Mr Forer says that the country possesses expertise that has the potential to be game-changing as global temperatures reach new heights: “We had to do it decades ago, so maybe we’re a step ahead of many countries, and we are willing to share our knowledge. We think that this is our contribution to humanity. We want to start and research together with other countries in order to find new solutions — and those solutions should come fast. We have a lot of technology and innovation in Israel, and we need to take this technology and to put it into agriculture.

“Fortunately, Israel and the UK have a lot of collaboration, but not enough in Agri-Tech and food, and what we would like to do is deepen this collaboration.”

Dr Elizabeth Warham, Agri-Tech lead in the UK’s Department for International Trade, agrees with Forer, telling the JC: “Every country is working in silos almost, and therefore, if you work together, and you bring different know-how, then your line of attack on that problem is much stronger.”

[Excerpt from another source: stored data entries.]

/// Librarian error types
use thiserror::Error;

pub type Result<T> = std::result::Result<T, LibrarianError>;

#[derive(Debug, Error)]
pub enum LibrarianError {
    #[error("Configuration error: {0}")]
    Config(String),

    #[error("Library error: {0}")]
    Library(#[from] soul_core::SoulError),

    #[error("Queue error: {0}")]
    Queue(#[from] soul_tasks::QueueError),

    #[error("Nothing to do: {0}")]
    NothingToDo(String),
}

impl From<config::ConfigError> for LibrarianError {
    fn from(err: config::ConfigError) -> Self {
        LibrarianError::Config(err.to_string())
    }
}
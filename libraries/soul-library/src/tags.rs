//! Tag reading and writing with lofty

use lofty::{Accessor, ItemKey, Probe, Tag, TagExt, TaggedFileExt};
use sha2::{Digest, Sha256};
use soul_core::{Result, SongMetadata, SoulError};
use std::fs::File;
use std::io::Read;
use std::path::Path;

fn text(value: Option<std::borrow::Cow<'_, str>>) -> Option<String> {
    value
        .map(|s| s.trim().to_string())
        .filter(|s| !s.is_empty())
}

/// Read the tags of an audio file
///
/// Files without any tag yield empty metadata.
pub fn read_metadata(path: &Path) -> Result<SongMetadata> {
    let tagged_file = Probe::open(path)
        .map_err(|e| SoulError::metadata(format!("Failed to open {}: {}", path.display(), e)))?
        .read()
        .map_err(|e| SoulError::metadata(format!("Failed to read {}: {}", path.display(), e)))?;

    let Some(tag) = tagged_file.primary_tag().or_else(|| tagged_file.first_tag()) else {
        return Ok(SongMetadata::default());
    };

    Ok(SongMetadata {
        title: text(tag.title()),
        artist: text(tag.artist()),
        album: text(tag.album()),
        album_artist: tag
            .get_string(&ItemKey::AlbumArtist)
            .map(str::trim)
            .filter(|s| !s.is_empty())
            .map(str::to_string),
        genre: text(tag.genre()),
        year: tag.year(),
        track_number: tag.track(),
        disc_number: tag.disk(),
    })
}

/// Write `metadata` into the file's primary tag, creating it if needed
///
/// Fields that are `None` are removed from the tag.
pub fn write_metadata(path: &Path, metadata: &SongMetadata) -> Result<()> {
    let mut tagged_file = Probe::open(path)
        .map_err(|e| SoulError::metadata(format!("Failed to open {}: {}", path.display(), e)))?
        .read()
        .map_err(|e| SoulError::metadata(format!("Failed to read {}: {}", path.display(), e)))?;

    let tag_type = tagged_file.primary_tag_type();
    if tagged_file.tag(tag_type).is_none() {
        tagged_file.insert_tag(Tag::new(tag_type));
    }
    let tag = tagged_file
        .tag_mut(tag_type)
        .ok_or_else(|| SoulError::metadata(format!("No writable tag in {}", path.display())))?;

    match &metadata.title {
        Some(title) => tag.set_title(title.clone()),
        None => tag.remove_title(),
    }
    match &metadata.artist {
        Some(artist) => tag.set_artist(artist.clone()),
        None => tag.remove_artist(),
    }
    match &metadata.album {
        Some(album) => tag.set_album(album.clone()),
        None => tag.remove_album(),
    }
    match &metadata.album_artist {
        Some(album_artist) => {
            tag.insert_text(ItemKey::AlbumArtist, album_artist.clone());
        }
        None => {
            tag.remove_key(&ItemKey::AlbumArtist);
        }
    }
    match &metadata.genre {
        Some(genre) => tag.set_genre(genre.clone()),
        None => tag.remove_genre(),
    }
    match metadata.year {
        Some(year) => tag.set_year(year),
        None => tag.remove_year(),
    }
    match metadata.track_number {
        Some(track) => tag.set_track(track),
        None => tag.remove_track(),
    }
    match metadata.disc_number {
        Some(disc) => tag.set_disk(disc),
        None => tag.remove_disk(),
    }

    tag.save_to_path(path).map_err(|e: lofty::error::LoftyError| {
        SoulError::metadata(format!("Failed to write tags to {}: {}", path.display(), e))
    })
}

/// SHA-256 of the file content, hex encoded
pub fn file_hash(path: &Path) -> Result<String> {
    let mut file = File::open(path).map_err(|e| match e.kind() {
        std::io::ErrorKind::NotFound => SoulError::SongNotFound(path.to_path_buf()),
        _ => SoulError::Io(e),
    })?;
    let mut hasher = Sha256::new();
    let mut buffer = [0u8; 8192];

    loop {
        let bytes_read = file.read(&mut buffer)?;
        if bytes_read == 0 {
            break;
        }
        hasher.update(&buffer[..bytes_read]);
    }

    Ok(hex::encode(hasher.finalize()))
}
use serde::{Deserialize, Serialize};

/// Queue tuning
#[derive(Debug, Clone, Copy, PartialEq, Eq, Serialize, Deserialize)]
#[serde(default)]
pub struct QueueConfig {
    /// Tasks of one stage allowed to run at once (0 = unbounded)
    pub max_concurrent_tasks: usize,
    /// Capacity of the event broadcast channel
    pub event_capacity: usize,
}

impl Default for QueueConfig {
    fn default() -> Self {
        Self {
            max_concurrent_tasks: 4,
            event_capacity: 256,
        }
    }
}

/// Which tasks are chained after a finished import
#[derive(Debug, Clone, Copy, PartialEq, Eq, Serialize, Deserialize)]
#[serde(default)]
pub struct FollowUpPolicy {
    pub identify_after_import: bool,
    pub sort_after_import: bool,
}

impl Default for FollowUpPolicy {
    fn default() -> Self {
        Self {
            identify_after_import: true,
            sort_after_import: true,
        }
    }
}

At the G7 conference last week, the leaders of the world’s seven biggest economies pledged a further $4.5 billion to tackle world hunger, but that has been criticised by many charities as not enough, with Oxfam saying leaders are “leaving millions to starve and cooking the planet”.

Mr Forer says that research and global collaboration is the solution: “What leaders should be doing is to start and invest a lot of money in R&D, and to do it together with the industry. Eventually, without practical research, not only academic research, we won’t be able to find the solutions.

“What we are doing now in Israel is investing a lot of government money in practical R&D, finding solutions. And we are willing to collaborate with other countries and other academic and research institutes all over the world.

“We are doing it with the United States, we do it with the UAE, and I think we can do it and should do it with the UK.”

He added that finding these solutions is also key to global security: “Eventually, finding solutions for the food crisis will make the world more stable and it will help us solve problems, also regional problems that will stabilise the regimes in the area.

“For example, if there is a food crisis in Egypt, it influences Israel. So, this is my interest to find, together with my neighbours, the way to grow food [with the] climate changing and global warming.

“What we need to do now is to make a revolution in agriculture, Agri-Tech, and food tech, and finding solutions for alternative protein, and we can’t invest alone.

“It’s not right for any country to invest alone. We need to invest together, and to find the solutions together.”